[Paul Ohm (guest-blogging), April 9, 2007 at 10:11am] Trackbacks
The Myth of the Superuser, Part One:

Thanks very much, Eugene, for inviting me to talk about my latest research. I'm offering the VC reader a twofer: Today through Wednesday I'll describe my ideas about the Myth of the Superuser, and Thursday and Friday I'll discuss an empirical project involving the Analog Hole. (Quick plug: The Superuser article is looking for a law review to call home, so if you choose articles for a journal, please give it a read!)

My first project is a critique of the rhetoric we use when we debate online conflict. In our debates, storytelling is epidemic, and the dominant trope is the myth of power. To restate it like a less-charged version of Godwin's Law (I'd call it "Ohm's Law," but that's taken): as a debate about online conflict progresses, the probability of an argument involving powerful computer users approaches one.

For example, law enforcement officials talk about the spread of zombie "botnets" to support broader computer crime laws. Privacy advocates fret about super-hackers who can steal millions of identities with a few keystrokes. Digital rights management opponents argue that DRM is inherently flawed, because some hacker will always find an exploit. (The DRM debate is unusual, because the power-user trope appears on both sides: DRM proponents argue that because they can never win the arms race against powerful users, they need laws like the DMCA.)

These stories could usefully contribute to these debates if they were cited for what they were: interesting anecdotes that open a window into the empirical realities of online conflict. Instead, in a cluttered rhetorical landscape, stories like these supplant a more meaningful empirical inquiry. The pervasive attitude is, "we don't need to probe too deeply into the nature of power in these conflicts, because these stories tell us all we need to know."

Too much attention is paid to the powerful user, or the Superuser as I call him. (UNIX geeks, I'm aware I'm overloading the term.) Today I focus on the first part of the argument, my "proof" that the Superuser's importance is often exaggerated. Superusers inhabit the Internet, but they are often so uncommon as safely to be ignored.

(Two quick asides, that are sure to come up in comments: First, even a few Superusers deserve attention if they act so powerfully that they account for a significant portion of the harm. Measuring the impact of the Superuser requires more than a head count; it also means measuring the amount of harm caused by any one Superuser. Second, Superusers can empower ordinary users by building easy-to-use tools; I address this so-called "script kiddy" problem in the article.)

We know that the Superuser's power is often exaggerated for three reasons:

First, some statements of Superuser harm are so hyperbolic as to be self-disproving. For example, as Cybersecurity Czar under the Clinton and second Bush administrations, Richard Clarke was fond of saying, "digital Pearl Harbors are happening every day." I'm not sure what meaning Clarke was giving to the phrase, digital Pearl Harbor: he may have meant attacks with the psychologically damaging effect, horrific loss of life, terrifying surprise, size of invading force, or historical impact of the December 7, 1941 attack; no matter which of these he meant, the claim is a horribly exaggerated overstatement.

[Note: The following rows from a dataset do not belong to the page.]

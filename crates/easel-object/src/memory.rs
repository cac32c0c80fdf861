//! In-memory saved-object store.
//!
//! An in-process [`SavedObjectsClient`] backed by a concurrent map,
//! used by tests and the demo binary. Find results are ordered by
//! kind then id so output is deterministic across runs.

use crate::client::{BulkGetResponse, FindQuery, FindResponse, SavedObjectsClient};
use crate::error::ObjectError;
use crate::object::{ObjectKey, SavedObject};
use async_trait::async_trait;
use dashmap::DashMap;
use serde_json::{Map, Value};

/// Concurrent in-memory store keyed by `[kind:id]`
#[derive(Debug, Default)]
pub struct MemoryStore {
    objects: DashMap<ObjectKey, SavedObject>,
}

impl MemoryStore {
    /// Create an empty store
    #[inline]
    #[must_use]
    pub fn new() -> Self {
        Self::default()
    }

    /// Insert an object, returning any displaced object with the same key
    pub fn insert(&self, object: SavedObject) -> Option<SavedObject> {
        self.objects.insert(object.key(), object)
    }

    /// Remove an object by key
    pub fn remove(&self, key: &ObjectKey) -> Option<SavedObject> {
        self.objects.remove(key).map(|(_, object)| object)
    }

    /// Number of stored objects
    #[must_use]
    pub fn len(&self) -> usize {
        self.objects.len()
    }

    /// Whether the store holds no objects
    #[must_use]
    pub fn is_empty(&self) -> bool {
        self.objects.is_empty()
    }

    fn matches(query: &FindQuery, object: &SavedObject) -> bool {
        if !query.types.iter().any(|kind| kind == &object.kind) {
            return false;
        }
        if let Some(target) = &query.has_reference {
            if !object.references_key(target) {
                return false;
            }
        }
        if let Some(search) = &query.search {
            let needle = search.to_lowercase();
            let title_matches = object
                .title()
                .is_some_and(|title| title.to_lowercase().contains(&needle));
            if !title_matches {
                return false;
            }
        }
        true
    }

    // Keeps only the requested top-level attribute fields.
    fn project(mut object: SavedObject, fields: &[String]) -> SavedObject {
        if fields.is_empty() {
            return object;
        }
        let projected = match &object.attributes {
            Value::Object(attributes) => {
                let mut kept = Map::new();
                for field in fields {
                    if let Some(value) = attributes.get(field) {
                        kept.insert(field.clone(), value.clone());
                    }
                }
                Value::Object(kept)
            }
            _ => Value::Null,
        };
        object.attributes = projected;
        object
    }
}

#[async_trait]
impl SavedObjectsClient for MemoryStore {
    async fn get(&self, kind: &str, id: &str) -> Result<SavedObject, ObjectError> {
        let key = ObjectKey::new(kind, id);
        self.objects
            .get(&key)
            .map(|entry| entry.value().clone())
            .ok_or_else(|| ObjectError::not_found(kind, id))
    }

    async fn bulk_get(&self, keys: &[ObjectKey]) -> Result<BulkGetResponse, ObjectError> {
        let saved_objects = keys
            .iter()
            .filter_map(|key| self.objects.get(key).map(|entry| entry.value().clone()))
            .collect();
        Ok(BulkGetResponse { saved_objects })
    }

    async fn find(&self, query: &FindQuery) -> Result<FindResponse, ObjectError> {
        let mut matched: Vec<SavedObject> = self
            .objects
            .iter()
            .filter(|entry| Self::matches(query, entry.value()))
            .map(|entry| entry.value().clone())
            .collect();
        matched.sort_by(|a, b| (&a.kind, &a.id).cmp(&(&b.kind, &b.id)));

        let total = matched.len();
        tracing::debug!(total, per_page = query.per_page, "memory store find");

        matched.truncate(query.per_page);
        let saved_objects = matched
            .into_iter()
            .map(|object| Self::project(object, &query.fields))
            .collect();

        Ok(FindResponse {
            saved_objects,
            total,
            per_page: query.per_page,
        })
    }
}

#[cfg(test)]
mod tests {
    use super::*;
    use crate::object::Reference;
    use pretty_assertions::assert_eq;
    use serde_json::json;

    fn titled(kind: &str, id: &str, title: &str) -> SavedObject {
        let mut object = SavedObject::new(kind, id);
        object.attributes = json!({"title": title, "state": {"zoom": 3}});
        object
    }

    #[tokio::test]
    async fn get_round_trips() {
        let store = MemoryStore::new();
        store.insert(titled("dashboard", "d1", "Ops"));

        let object = store.get("dashboard", "d1").await.unwrap();
        assert_eq!(object.title(), Some("Ops"));
    }

    #[tokio::test]
    async fn get_missing_is_not_found() {
        let store = MemoryStore::new();
        let error = store.get("dashboard", "nope").await.unwrap_err();
        assert!(error.is_not_found());
    }

    #[tokio::test]
    async fn bulk_get_preserves_request_order_and_skips_missing() {
        let store = MemoryStore::new();
        store.insert(titled("visualization", "v1", "One"));
        store.insert(titled("visualization", "v2", "Two"));

        let keys = vec![
            ObjectKey::new("visualization", "v2"),
            ObjectKey::new("visualization", "missing"),
            ObjectKey::new("visualization", "v1"),
        ];
        let response = store.bulk_get(&keys).await.unwrap();

        let ids: Vec<&str> = response
            .saved_objects
            .iter()
            .map(|object| object.id.as_str())
            .collect();
        assert_eq!(ids, vec!["v2", "v1"]);
    }

    #[tokio::test]
    async fn find_filters_by_kind_allow_list() {
        let store = MemoryStore::new();
        store.insert(titled("visualization", "v1", "One"));
        store.insert(titled("search", "s1", "Saved search"));

        let response = store
            .find(&FindQuery::of_types(["visualization"]))
            .await
            .unwrap();
        assert_eq!(response.total, 1);
        assert_eq!(response.saved_objects[0].id, "v1");
    }

    #[tokio::test]
    async fn find_filters_by_reference() {
        let store = MemoryStore::new();
        let mut pointing = titled("visualization", "v1", "One");
        pointing.references = vec![Reference::new("index-pattern", "ip1")];
        store.insert(pointing);
        store.insert(titled("visualization", "v2", "Two"));

        let query = FindQuery::of_types(["visualization"])
            .with_reference(ObjectKey::new("index-pattern", "ip1"));
        let response = store.find(&query).await.unwrap();

        assert_eq!(response.total, 1);
        assert_eq!(response.saved_objects[0].id, "v1");
    }

    #[tokio::test]
    async fn find_truncates_to_per_page_but_reports_total() {
        let store = MemoryStore::new();
        for index in 0..5 {
            store.insert(titled("visualization", &format!("v{index}"), "t"));
        }

        let query = FindQuery::of_types(["visualization"]).with_per_page(2);
        let response = store.find(&query).await.unwrap();

        assert_eq!(response.saved_objects.len(), 2);
        assert_eq!(response.total, 5);
    }

    #[tokio::test]
    async fn find_projects_attribute_fields() {
        let store = MemoryStore::new();
        store.insert(titled("visualization", "v1", "One"));

        let query = FindQuery::of_types(["visualization"]).with_fields(["title"]);
        let response = store.find(&query).await.unwrap();

        assert_eq!(
            response.saved_objects[0].attributes,
            json!({"title": "One"})
        );
    }

    #[tokio::test]
    async fn find_search_matches_title_substring() {
        let store = MemoryStore::new();
        store.insert(titled("visualization", "v1", "Traffic by region"));
        store.insert(titled("visualization", "v2", "Error budget"));

        let query = FindQuery::of_types(["visualization"]).with_search("traffic");
        let response = store.find(&query).await.unwrap();

        assert_eq!(response.total, 1);
        assert_eq!(response.saved_objects[0].id, "v1");
    }

    #[tokio::test]
    async fn find_orders_by_kind_then_id() {
        let store = MemoryStore::new();
        store.insert(titled("visualization", "v2", "b"));
        store.insert(titled("search", "s1", "c"));
        store.insert(titled("visualization", "v1", "a"));

        let response = store
            .find(&FindQuery::of_types(["visualization", "search"]))
            .await
            .unwrap();
        let ids: Vec<&str> = response
            .saved_objects
            .iter()
            .map(|object| object.id.as_str())
            .collect();
        assert_eq!(ids, vec!["s1", "v1", "v2"]);
    }
}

Second, experience suggests that some online crimes are committed by ordinary users much more often than by Superusers. Take data breach and identity theft. Data breachers are often portrayed as genius hackers who break into computers to steal thousands of credit card numbers. Although some criminals fit this profile, increasingly, the police are focusing on non-Superusers who obtain personal data using non-technical means, like laptop theft. Similarly, identity thieves are often not computer wizards; the New York Times reported last year that many District Attorneys see more meth addicts committing identity theft than any other segment of the population.

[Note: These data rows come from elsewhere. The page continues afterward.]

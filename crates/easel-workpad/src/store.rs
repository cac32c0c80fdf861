//! Process-wide state store with an explicit lifecycle.
//!
//! The rendering host owns the store: it creates it with the initial
//! state, subscribes page hosts, and tears subscriptions down when
//! views unmount. Listeners always observe a consistent snapshot taken
//! after the write lock drops.

use crate::state::WorkpadState;
use parking_lot::{Mutex, RwLock};
use std::fmt;
use std::sync::atomic::{AtomicU64, Ordering};

/// Handle returned by [`StateStore::subscribe`], used for teardown
#[derive(Debug, Clone, Copy, PartialEq, Eq, Hash)]
pub struct SubscriptionId(u64);

type Listener = Box<dyn Fn(&WorkpadState) + Send + Sync>;

/// Owns the workpad state and notifies subscribers on every commit.
///
/// Listeners run synchronously after each [`update`](Self::update),
/// outside the state lock but under the subscriber registry lock:
/// a listener must not subscribe or unsubscribe from within its own
/// notification.
pub struct StateStore {
    state: RwLock<WorkpadState>,
    listeners: Mutex<Vec<(SubscriptionId, Listener)>>,
    next_id: AtomicU64,
}

impl fmt::Debug for StateStore {
    fn fmt(&self, f: &mut fmt::Formatter<'_>) -> fmt::Result {
        f.debug_struct("StateStore")
            .field("state", &*self.state.read())
            .field("listeners", &self.listeners.lock().len())
            .finish()
    }
}

impl StateStore {
    /// Store initialized with the given state
    #[must_use]
    pub fn new(initial: WorkpadState) -> Self {
        Self {
            state: RwLock::new(initial),
            listeners: Mutex::new(Vec::new()),
            next_id: AtomicU64::new(0),
        }
    }

    /// Consistent snapshot of the current state
    #[must_use]
    pub fn snapshot(&self) -> WorkpadState {
        self.state.read().clone()
    }

    /// Register a listener invoked on every committed change
    pub fn subscribe(
        &self,
        listener: impl Fn(&WorkpadState) + Send + Sync + 'static,
    ) -> SubscriptionId {
        let id = SubscriptionId(self.next_id.fetch_add(1, Ordering::Relaxed));
        self.listeners.lock().push((id, Box::new(listener)));
        tracing::debug!(id = id.0, "state store subscription added");
        id
    }

    /// Remove a listener; unknown ids are a no-op
    pub fn unsubscribe(&self, id: SubscriptionId) -> bool {
        let mut listeners = self.listeners.lock();
        let before = listeners.len();
        listeners.retain(|(listener_id, _)| *listener_id != id);
        let removed = listeners.len() < before;
        if removed {
            tracing::debug!(id = id.0, "state store subscription removed");
        }
        removed
    }

    /// Mutate the state and notify all subscribers with the new snapshot
    pub fn update(&self, mutate: impl FnOnce(&mut WorkpadState)) {
        let snapshot = {
            let mut state = self.state.write();
            mutate(&mut state);
            state.clone()
        };

        let listeners = self.listeners.lock();
        for (_, listener) in listeners.iter() {
            listener(&snapshot);
        }
    }

    /// Number of live subscriptions
    #[must_use]
    pub fn subscriber_count(&self) -> usize {
        self.listeners.lock().len()
    }
}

Consider also claims that terrorists are plotting to use computer networks to threaten lives or economic well-being. There has never been a death reported from an attack on a computer network or system. In fact, many experts now doubt that an attack will ever disable a significant part of the Internet.

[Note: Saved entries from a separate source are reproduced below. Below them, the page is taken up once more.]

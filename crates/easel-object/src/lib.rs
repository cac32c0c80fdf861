//! Easel Saved-Object Model
//!
//! Core domain types for the saved-object content layer.
//!
//! # Core Concepts
//!
//! - [`SavedObject`]: a stored document with a kind, id, open attribute
//!   document, and outbound [`Reference`]s to other saved objects
//! - [`SavedObjectsClient`]: the async capability surface of a store
//!   (`get`, `bulk_get`, `find`)
//! - [`MemoryStore`]: an in-process client implementation used by tests
//!   and demos
//! - [`ObjectError`]: the error taxonomy every client implements
//!
//! # Example
//!
//! ```rust,ignore
//! use easel_object::{MemoryStore, SavedObject, SavedObjectsClient};
//!
//! let store = MemoryStore::new();
//! store.insert(SavedObject::new("dashboard", "d1"));
//!
//! let object = store.get("dashboard", "d1").await?;
//! println!("{} references", object.references.len());
//! ```

// Core modules
mod client;
mod error;
mod memory;
mod object;

// Re-exports
pub use client::{BulkGetResponse, FindQuery, FindResponse, SavedObjectsClient};
pub use error::ObjectError;
pub use memory::MemoryStore;
pub use object::{ObjectKey, Reference, SavedObject};
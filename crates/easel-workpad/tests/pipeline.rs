//! Store-driven page rendering.

use easel_workpad::{
    Animation, Page, PageElement, PageProps, StateStore, WorkpadPage, WorkpadState,
};
use std::sync::{Arc, Mutex};

fn initial_state() -> WorkpadState {
    WorkpadState::new().with_page(
        Page::new("p1").with_element(PageElement::new("e1", "demodata | pointseries | plot")),
    )
}

#[test]
fn store_driven_rendering_suppresses_unchanged_props() {
    let store = StateStore::new(initial_state());

    let page = Arc::new(Mutex::new(WorkpadPage::new()));
    let renders = Arc::new(Mutex::new(Vec::new()));

    let page_for_listener = Arc::clone(&page);
    let renders_for_listener = Arc::clone(&renders);
    let subscription = store.subscribe(move |state| {
        let rendered = page_for_listener
            .lock()
            .unwrap()
            .render(PageProps::new("p1").selected(true), state);
        renders_for_listener.lock().unwrap().push(rendered);
    });

    store.update(|state| state.pages.push(Page::new("p2")));
    store.update(|state| state.pages.push(Page::new("p3")));

    {
        let recorded = renders.lock().unwrap();
        assert_eq!(recorded.len(), 2);

        let first = recorded[0].as_ref().expect("first commit renders");
        assert!(first.is_interactive());
        assert_eq!(first.view().elements.len(), 1);

        // Identical props on the second commit: previous render stands.
        assert!(recorded[1].is_none());
    }

    store.unsubscribe(subscription);
    store.update(|state| state.fullscreen = true);
    assert_eq!(renders.lock().unwrap().len(), 2);
}

#[test]
fn changed_props_re_render_against_current_state() {
    let store = StateStore::new(initial_state());
    let mut page = WorkpadPage::new();

    let first = page.render(PageProps::new("p1").selected(true), &store.snapshot());
    assert!(first.expect("initial render").is_interactive());

    store.update(|state| state.fullscreen = true);

    // New props bypass the guard and pick up the fullscreen state.
    let second = page
        .render(
            PageProps::new("p1")
                .selected(true)
                .animated(Animation::new("fade", "normal")),
            &store.snapshot(),
        )
        .expect("changed props render");

    assert!(!second.is_interactive());
    assert_eq!(second.view().class_name, "fade");
}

Of course, there are limits to using opinions and qualitative evidence to disprove the Myth, because they share so much in common with the anecdotes that fuel it. The third way to dispel the Myth is through studies and statistics. As one very recent example, Phil Howard and Kris Erickson of the University of Washington released a study which found that sixty percent of reported incidents of the loss of personal records involved organizational mismanagement, while only thirty-one percent involved hackers.

This is just a taste; in the Article, I go into much greater depth about why the Myth is not to be believed. Tomorrow, I will discuss the significant harms that result from Myth-influenced policymaking. Finally, on Wednesday, I will focus on a root cause of the problem: the inability of computer security experts to discriminate between high risk and low risk harms online.